According to a Business Standard analysis, 40 per cent of corporate borrowing in the June quarter was accounted for by entities that either reported operating losses or poor interest coverage ratio.
These firms had total borrowings of Rs 10.7 trillion at the end of March. Besides, nearly Rs 6 trillion worth of corporate borrowing was accounted for by firms that may slip into the ‘financially stressed’ category if demand recovery remains sub-par during H2FY21, showed the analysis.
This has made the debt recast package important for many entities, which were otherwise doing well before the pandemic.
Besides, CEOs said the debt restructuring should also be offered to the companies
which fell into a financial problem before the Covid 19 as their present cash flows dependent on other companies.
“Like the US, all companies should be offered money to the companies so as to protect jobs here. There should not be any distinction between companies as Covid 19 pandemic has hit all companies,” said promoter of a telecom infrastructure company. "The scheme will certainly revive growth if all stake holders come together to save the companies from falling into a financial crisis," said a CEO. Ït will take few more quarters for the economy to come back to growth path to the pre-Covid levels," he said.

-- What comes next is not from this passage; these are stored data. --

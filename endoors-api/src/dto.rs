//! DTOs for API requests and responses.

use serde::{Deserialize, Serialize};

use endoors_core::types::{Availability, AvailabilitySource, EthAddress, RegistrationReceipt};
use endoors_crypto::to_checksum_address;

/// Response for the health check.
#[derive(Debug, Serialize)]
pub struct HealthResponse {
    /// Status
    pub status: String,
    /// Version
    pub version: String,
    /// Uptime in seconds
    pub uptime_seconds: u64,
    /// Network name
    pub network: String,
    /// Whether registrations can be submitted
    pub registration_enabled: bool,
}

/// Public view of the running configuration.
#[derive(Debug, Serialize)]
pub struct ConfigResponse {
    /// Network name
    pub network: String,
    /// Chain id
    pub chain_id: u64,
    /// Parent domain names are issued under
    pub parent_domain: String,
    /// Registry contract (checksummed)
    pub registry_address: String,
    /// Registrar contract (checksummed)
    pub registrar_address: String,
    /// Whether registrations can be submitted
    pub registration_enabled: bool,
    /// Whether owners must pass identity verification
    pub verification_required: bool,
    /// Whether address → name lookups are served
    pub reverse_lookup_enabled: bool,
    /// How failed availability lookups are handled
    pub lookup_failure_policy: String,
    /// Confirmations required for finality
    pub confirmations: u64,
    /// Bounded finality wait, in seconds
    pub finality_timeout_secs: u64,
}

/// Response for an availability check.
#[derive(Debug, Serialize)]
pub struct AvailabilityResponse {
    /// Label checked
    pub label: String,
    /// Full name checked
    pub name: String,
    /// Whether the label may be registered
    pub available: bool,
    /// True when the answer was assumed after a failed lookup
    pub assumed: bool,
    /// Provenance of `available`
    pub source: AvailabilitySource,
}

impl From<Availability> for AvailabilityResponse {
    fn from(a: Availability) -> Self {
        Self {
            assumed: a.is_assumed(),
            label: a.label.into_string(),
            name: a.name,
            available: a.available,
            source: a.source,
        }
    }
}

/// Response for an owner lookup.
#[derive(Debug, Serialize)]
pub struct OwnerResponse {
    /// Full name
    pub name: String,
    /// Namehash of `name`
    pub node: String,
    /// Whether the name has an owner
    pub registered: bool,
    /// Owner address (checksummed)
    pub owner: Option<String>,
}

impl OwnerResponse {
    /// Builds the response for `name`.
    pub fn new(name: String, node: String, owner: Option<EthAddress>) -> Self {
        Self {
            name,
            node,
            registered: owner.is_some(),
            owner: owner.as_ref().map(to_checksum_address),
        }
    }
}

/// Response for a namehash computation.
#[derive(Debug, Serialize)]
pub struct NamehashResponse {
    /// Name as given
    pub name: String,
    /// Namehash (hex)
    pub node: String,
}

/// Response for a reverse lookup.
#[derive(Debug, Serialize)]
pub struct ReverseResponse {
    /// Address looked up (checksummed)
    pub address: String,
    /// Name owned by the address, if any
    pub name: Option<String>,
}

/// Request to register a subdomain.
#[derive(Debug, Deserialize)]
pub struct RegisterRequest {
    /// Label, or full name under the parent domain
    pub name: String,
    /// Owner address (hex)
    pub address: String,
}

/// Response for a completed registration.
#[derive(Debug, Serialize)]
pub struct RegisterResponse {
    /// Registered label
    pub label: String,
    /// Full registered name
    pub name: String,
    /// Namehash of `name`
    pub node: String,
    /// New owner (checksummed)
    pub owner: String,
    /// Transaction hash
    pub tx_hash: String,
    /// Inclusion block
    pub block_number: Option<u64>,
    /// When finality was observed (RFC 3339)
    pub confirmed_at: String,
}

impl From<RegistrationReceipt> for RegisterResponse {
    fn from(r: RegistrationReceipt) -> Self {
        Self {
            owner: to_checksum_address(&r.owner),
            node: r.node.to_hex(),
            tx_hash: r.tx_hash.to_hex(),
            block_number: r.block_number,
            confirmed_at: r.confirmed_at.to_rfc3339(),
            label: r.label.into_string(),
            name: r.name,
        }
    }
}
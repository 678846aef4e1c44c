//! # Endoors Cryptography
//!
//! Keccak-256 name hashing for the Endoors naming core.
//!
//! This crate provides:
//!
//! - **Hash**: Keccak-256, label hashing, EIP-55 address checksums
//! - **Namehash**: the standard ENS namehash over dotted names
//!
//! Everything here is pure: no I/O, no configuration, no global state.
//!
//! ## Example
//!
//! ```rust
//! use endoors_crypto::namehash;
//!
//! let node = namehash("eth");
//! assert_eq!(
//!     node.to_hex(),
//!     "0x93cdeb708b7545dc668eb9280176169d1c33cfd8ed6f04690a0bcc88a93fc4ae"
//! );
//! ```

#![forbid(unsafe_code)]
#![warn(missing_docs, rust_2018_idioms)]

pub mod hash;
pub mod namehash;

// Re-export main functions at crate root
pub use hash::{keccak256, keccak256_concat, labelhash, to_checksum_address};
pub use namehash::{child_node, namehash, subdomain_node};
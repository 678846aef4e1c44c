//! # Endoors Registry
//!
//! In-process backends for the Endoors naming core.
//!
//! This crate provides:
//!
//! - **MemoryLedger**: a simulation of the registry and registrar contracts,
//!   with call counters and fault injection, for development and testing
//! - **AllowlistVerifier**: an identity verifier over a fixed address set
//!
//! ## Example
//!
//! ```rust,ignore
//! use endoors_core::{Label, NamingLedger};
//! use endoors_registry::MemoryLedger;
//!
//! let ledger = MemoryLedger::new();
//! let alice = Label::parse("alice")?;
//!
//! assert!(ledger.available(&alice).await?);
//! let tx = ledger.submit_register(&alice, &owner).await?;
//! ```

#![forbid(unsafe_code)]
#![warn(missing_docs, rust_2018_idioms)]

mod memory;
mod verifier;

pub use memory::{CallCounts, MemoryLedger};
pub use verifier::AllowlistVerifier;

// Re-export the traits from core
pub use endoors_core::traits::{IdentityVerifier, NamingLedger, ReverseResolver};
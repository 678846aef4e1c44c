//! API error handling.

use axum::{
    extract::rejection::JsonRejection,
    http::StatusCode,
    response::{IntoResponse, Response},
    Json,
};
use serde::Serialize;
use tracing::{error, warn};

use endoors_core::error::{EndoorsError, ErrorKind};

/// API error type.
#[derive(Debug)]
pub struct ApiError {
    status: StatusCode,
    kind: ErrorKind,
    message: String,
    code: String,
}

impl ApiError {
    /// Creates a new API error.
    pub fn new(
        status: StatusCode,
        kind: ErrorKind,
        message: impl Into<String>,
        code: impl Into<String>,
    ) -> Self {
        Self {
            status,
            kind,
            message: message.into(),
            code: code.into(),
        }
    }

    /// Bad request error.
    pub fn bad_request(message: impl Into<String>) -> Self {
        Self::new(StatusCode::BAD_REQUEST, ErrorKind::Validation, message, "BAD_REQUEST")
    }

    /// Validation error.
    pub fn validation(message: impl Into<String>) -> Self {
        Self::new(
            StatusCode::UNPROCESSABLE_ENTITY,
            ErrorKind::Validation,
            message,
            "VALIDATION_ERROR",
        )
    }

    /// Internal server error.
    pub fn internal(message: impl Into<String>) -> Self {
        Self::new(
            StatusCode::INTERNAL_SERVER_ERROR,
            ErrorKind::Internal,
            message,
            "INTERNAL_ERROR",
        )
    }

    /// HTTP status of this error.
    pub fn status(&self) -> StatusCode {
        self.status
    }

    /// Classification of this error.
    pub fn kind(&self) -> ErrorKind {
        self.kind
    }
}

impl From<JsonRejection> for ApiError {
    fn from(rejection: JsonRejection) -> Self {
        Self::bad_request(format!("Invalid JSON in request body: {}", rejection.body_text()))
    }
}

/// Error response body.
#[derive(Serialize)]
struct ErrorResponse {
    error: ErrorBody,
}

#[derive(Serialize)]
struct ErrorBody {
    kind: ErrorKind,
    code: String,
    message: String,
    retryable: bool,
}

impl IntoResponse for ApiError {
    fn into_response(self) -> Response {
        let body = ErrorResponse {
            error: ErrorBody {
                kind: self.kind,
                code: self.code,
                message: self.message,
                retryable: self.kind.is_retryable(),
            },
        };

        (self.status, Json(body)).into_response()
    }
}

impl From<EndoorsError> for ApiError {
    fn from(err: EndoorsError) -> Self {
        let kind = err.kind();
        match &err {
            EndoorsError::InvalidLabel { .. } | EndoorsError::InvalidName(_) => {
                ApiError::validation(err.to_string())
            }
            EndoorsError::InvalidAddress(_) | EndoorsError::HexError(_) => {
                ApiError::bad_request(err.to_string())
            }
            EndoorsError::AlreadyTaken(_) => {
                ApiError::new(StatusCode::CONFLICT, kind, err.to_string(), "ALREADY_TAKEN")
            }
            EndoorsError::NotVerified(_) => {
                ApiError::new(StatusCode::FORBIDDEN, kind, err.to_string(), "NOT_VERIFIED")
            }
            EndoorsError::NotSupported(_) => {
                ApiError::new(StatusCode::NOT_IMPLEMENTED, kind, err.to_string(), "NOT_SUPPORTED")
            }
            EndoorsError::FinalityTimeout { .. } => {
                ApiError::new(StatusCode::GATEWAY_TIMEOUT, kind, err.to_string(), "FINALITY_TIMEOUT")
            }
            EndoorsError::ConfigError(_) => {
                warn!(error = %err, "Request refused by configuration");
                ApiError::new(
                    StatusCode::SERVICE_UNAVAILABLE,
                    kind,
                    kind.user_hint(),
                    "REGISTRATION_UNAVAILABLE",
                )
            }
            // Transport details stay in the logs.
            EndoorsError::LookupFailure { .. }
            | EndoorsError::SubmissionFailure(_)
            | EndoorsError::SubmissionReverted(_)
            | EndoorsError::NetworkFailure(_)
            | EndoorsError::TransactionReverted { .. } => {
                warn!(error = %err, kind = %kind, "Upstream ledger error");
                ApiError::new(
                    StatusCode::BAD_GATEWAY,
                    kind,
                    kind.user_hint(),
                    kind.as_str().to_uppercase(),
                )
            }
            EndoorsError::JsonError(_) | EndoorsError::InternalError(_) => {
                error!(error = %err, "Internal error");
                ApiError::internal("An internal error occurred")
            }
        }
    }
}
//! JSON-RPC naming ledger backed by alloy.
//!
//! Talks to the deployed `L2Registry` and `L2Registrar` contracts. Reads go
//! through a plain HTTP provider; writes are signed with the registrar
//! credential and sent through a wallet-filled provider built per call.

use std::fmt;
use std::future::IntoFuture;
use std::time::Duration;

use alloy::network::EthereumWallet;
use alloy::primitives::{Address, B256};
use alloy::providers::{Provider, ProviderBuilder, ReqwestProvider};
use alloy::signers::local::PrivateKeySigner;
use alloy::sol;
use alloy::transports::RpcError;
use async_trait::async_trait;
use tokio::sync::Mutex;
use tracing::{debug, instrument, warn};
use url::Url;

use endoors_core::config::{NamingConfig, RegistrarCredential};
use endoors_core::error::{EndoorsError, Result};
use endoors_core::traits::NamingLedger;
use endoors_core::types::{EthAddress, Label, LedgerReceipt, Node, TxHash};

sol! {
    #[sol(rpc)]
    interface IL2Registry {
        function owner(bytes32 node) external view returns (address);
    }

    #[sol(rpc)]
    interface IL2Registrar {
        function available(string calldata label) external view returns (bool);
        function register(string calldata label, address owner) external;
    }
}

/// Naming ledger over JSON-RPC.
///
/// Without a credential the ledger is read-only and
/// [`NamingLedger::submit_register`] fails with a configuration error
/// before anything is sent.
pub struct AlloyLedger {
    provider: ReqwestProvider,
    rpc_url: Url,
    chain_id: u64,
    registry: Address,
    registrar: Address,
    request_timeout: Duration,
    signer: Option<PrivateKeySigner>,
    /// Next account nonce; `None` until seeded from the node.
    nonce: Mutex<Option<u64>>,
}

impl AlloyLedger {
    /// Creates a read-only ledger from configuration.
    pub fn new(config: &NamingConfig) -> Result<Self> {
        let rpc_url = Url::parse(&config.rpc_url)
            .map_err(|e| EndoorsError::ConfigError(format!("invalid RPC URL: {}", e)))?;

        Ok(Self {
            provider: ReqwestProvider::new_http(rpc_url.clone()),
            rpc_url,
            chain_id: config.chain_id,
            registry: to_alloy_address(&config.registry_address),
            registrar: to_alloy_address(&config.registrar_address),
            request_timeout: config.request_timeout(),
            signer: None,
            nonce: Mutex::new(None),
        })
    }

    /// Creates a ledger that can submit registrations.
    pub fn with_credential(config: &NamingConfig, credential: &RegistrarCredential) -> Result<Self> {
        let signer: PrivateKeySigner = credential
            .expose_hex()
            .parse()
            .map_err(|_| EndoorsError::ConfigError("registrar private key is not a valid key".into()))?;

        debug!(signer = %signer.address(), "Registrar signer loaded");

        let mut ledger = Self::new(config)?;
        ledger.signer = Some(signer);
        Ok(ledger)
    }

    /// Returns true if this ledger holds a signing credential.
    pub fn can_submit(&self) -> bool {
        self.signer.is_some()
    }

    /// Address registrations are sent from, if a credential is loaded.
    pub fn signer_address(&self) -> Option<EthAddress> {
        self.signer
            .as_ref()
            .and_then(|s| EthAddress::from_bytes(s.address().as_slice()).ok())
    }

    /// Checks that the endpoint serves the configured chain.
    #[instrument(skip(self))]
    pub async fn verify_chain_id(&self) -> Result<()> {
        let remote = self
            .bounded("chain_id", self.provider.get_chain_id())
            .await?;

        if remote != self.chain_id {
            return Err(EndoorsError::ConfigError(format!(
                "RPC endpoint serves chain {} but chain {} is configured",
                remote, self.chain_id
            )));
        }
        Ok(())
    }

    /// Runs a read with the request timeout, mapping failures to lookup errors.
    async fn bounded<T, E, F>(&self, operation: &'static str, call: F) -> Result<T>
    where
        F: IntoFuture<Output = std::result::Result<T, E>>,
        E: fmt::Display,
    {
        match tokio::time::timeout(self.request_timeout, call.into_future()).await {
            Ok(Ok(value)) => Ok(value),
            Ok(Err(e)) => {
                warn!(operation, error = %e, "Ledger read failed");
                Err(EndoorsError::lookup(operation, e))
            }
            Err(_) => {
                warn!(operation, "Ledger read timed out");
                Err(EndoorsError::lookup(
                    operation,
                    format!("no response within {}s", self.request_timeout.as_secs()),
                ))
            }
        }
    }

    /// Reads the account's pending transaction count.
    async fn seed_nonce(&self, from: Address) -> Result<u64> {
        let count = with_timeout(
            self.request_timeout,
            self.provider.get_transaction_count(from).pending(),
        )
        .await;

        match count {
            Ok(Ok(n)) => Ok(n),
            Ok(Err(e)) => Err(EndoorsError::NetworkFailure(e.to_string())),
            Err(elapsed) => Err(EndoorsError::NetworkFailure(elapsed)),
        }
    }

    async fn send_register(&self, label: &Label, owner: &EthAddress) -> Result<TxHash> {
        let signer = self.signer.as_ref().ok_or_else(|| {
            EndoorsError::ConfigError("no registrar credential configured; registration is disabled".into())
        })?;
        let from = signer.address();

        let provider = ProviderBuilder::new()
            .with_recommended_fillers()
            .wallet(EthereumWallet::from(signer.clone()))
            .on_http(self.rpc_url.clone());
        let registrar = IL2Registrar::new(self.registrar, &provider);

        // Held across the send so nonces are handed out in order.
        let mut next_nonce = self.nonce.lock().await;

        let nonce = match *next_nonce {
            Some(n) => n,
            None => {
                // The fillers take the chain id from the node, so refuse to
                // sign for any chain other than the configured one.
                self.verify_chain_id().await?;
                self.seed_nonce(from).await?
            }
        };

        debug!(nonce, "Sending registration");

        let call = registrar
            .register(label.as_str().to_string(), to_alloy_address(owner))
            .nonce(nonce);
        let sent = with_timeout(self.request_timeout, call.send()).await;

        match sent {
            Ok(Ok(pending)) => {
                *next_nonce = Some(nonce + 1);
                Ok(TxHash::from_array(pending.tx_hash().0))
            }
            Ok(Err(e)) => {
                *next_nonce = None;
                Err(classify_submit_error(e))
            }
            Err(elapsed) => {
                *next_nonce = None;
                Err(EndoorsError::NetworkFailure(elapsed))
            }
        }
    }
}

impl fmt::Debug for AlloyLedger {
    fn fmt(&self, f: &mut fmt::Formatter<'_>) -> fmt::Result {
        f.debug_struct("AlloyLedger")
            .field("rpc_url", &self.rpc_url.as_str())
            .field("chain_id", &self.chain_id)
            .field("registry", &self.registry)
            .field("registrar", &self.registrar)
            .field("can_submit", &self.can_submit())
            .finish()
    }
}

#[async_trait]
impl NamingLedger for AlloyLedger {
    #[instrument(skip(self))]
    async fn owner(&self, node: &Node) -> Result<EthAddress> {
        let registry = IL2Registry::new(self.registry, &self.provider);
        let result = self
            .bounded("owner", registry.owner(B256::from(*node.as_array())).call())
            .await?;

        from_alloy_address(result._0)
    }

    #[instrument(skip(self))]
    async fn available(&self, label: &Label) -> Result<bool> {
        let registrar = IL2Registrar::new(self.registrar, &self.provider);
        let result = self
            .bounded(
                "available",
                registrar.available(label.as_str().to_string()).call(),
            )
            .await?;

        Ok(result._0)
    }

    #[instrument(skip(self))]
    async fn submit_register(&self, label: &Label, owner: &EthAddress) -> Result<TxHash> {
        let tx_hash = self.send_register(label, owner).await?;
        debug!(%tx_hash, "Registration submitted");
        Ok(tx_hash)
    }

    async fn receipt(&self, tx_hash: &TxHash) -> Result<Option<LedgerReceipt>> {
        let receipt = self
            .bounded(
                "receipt",
                self.provider
                    .get_transaction_receipt(B256::from(*tx_hash.as_array())),
            )
            .await?;

        Ok(receipt.map(|r| LedgerReceipt {
            tx_hash: *tx_hash,
            block_number: r.block_number,
            succeeded: r.status(),
        }))
    }

    async fn block_number(&self) -> Result<u64> {
        self.bounded("block_number", self.provider.get_block_number())
            .await
    }
}

/// Maps a failed contract send to the error taxonomy.
///
/// Node-side rejections that mention a revert come from gas estimation
/// simulating the call; everything else the node refused is a plain
/// submission failure. Transport errors mean the node was not reached.
fn classify_submit_error(err: alloy::contract::Error) -> EndoorsError {
    match err {
        alloy::contract::Error::TransportError(RpcError::ErrorResp(payload)) => {
            let message = payload.message.to_string();
            if message.to_lowercase().contains("revert") {
                EndoorsError::SubmissionReverted(message)
            } else {
                EndoorsError::SubmissionFailure(message)
            }
        }
        alloy::contract::Error::TransportError(RpcError::Transport(kind)) => {
            EndoorsError::NetworkFailure(kind.to_string())
        }
        other => EndoorsError::SubmissionFailure(other.to_string()),
    }
}

async fn with_timeout<T, F>(limit: Duration, call: F) -> std::result::Result<T, String>
where
    F: IntoFuture<Output = T>,
{
    tokio::time::timeout(limit, call.into_future())
        .await
        .map_err(|_| format!("no response within {}s", limit.as_secs()))
}

fn to_alloy_address(address: &EthAddress) -> Address {
    Address::from(address.to_array())
}

fn from_alloy_address(address: Address) -> Result<EthAddress> {
    EthAddress::from_bytes(address.as_slice())
}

The debt restructuring is also expected to hit the balance sheets of the banks and analysts said the banking system would need to raise additional capital for catering to a post-COVID-19 economy by maintaining adequate buffers and dry powder. “The RBI has been encouraging entities to raise capital to buffer their balance sheets. This has been evinced by several banks announcing capital raising plans,” said an analysis by Care ratings.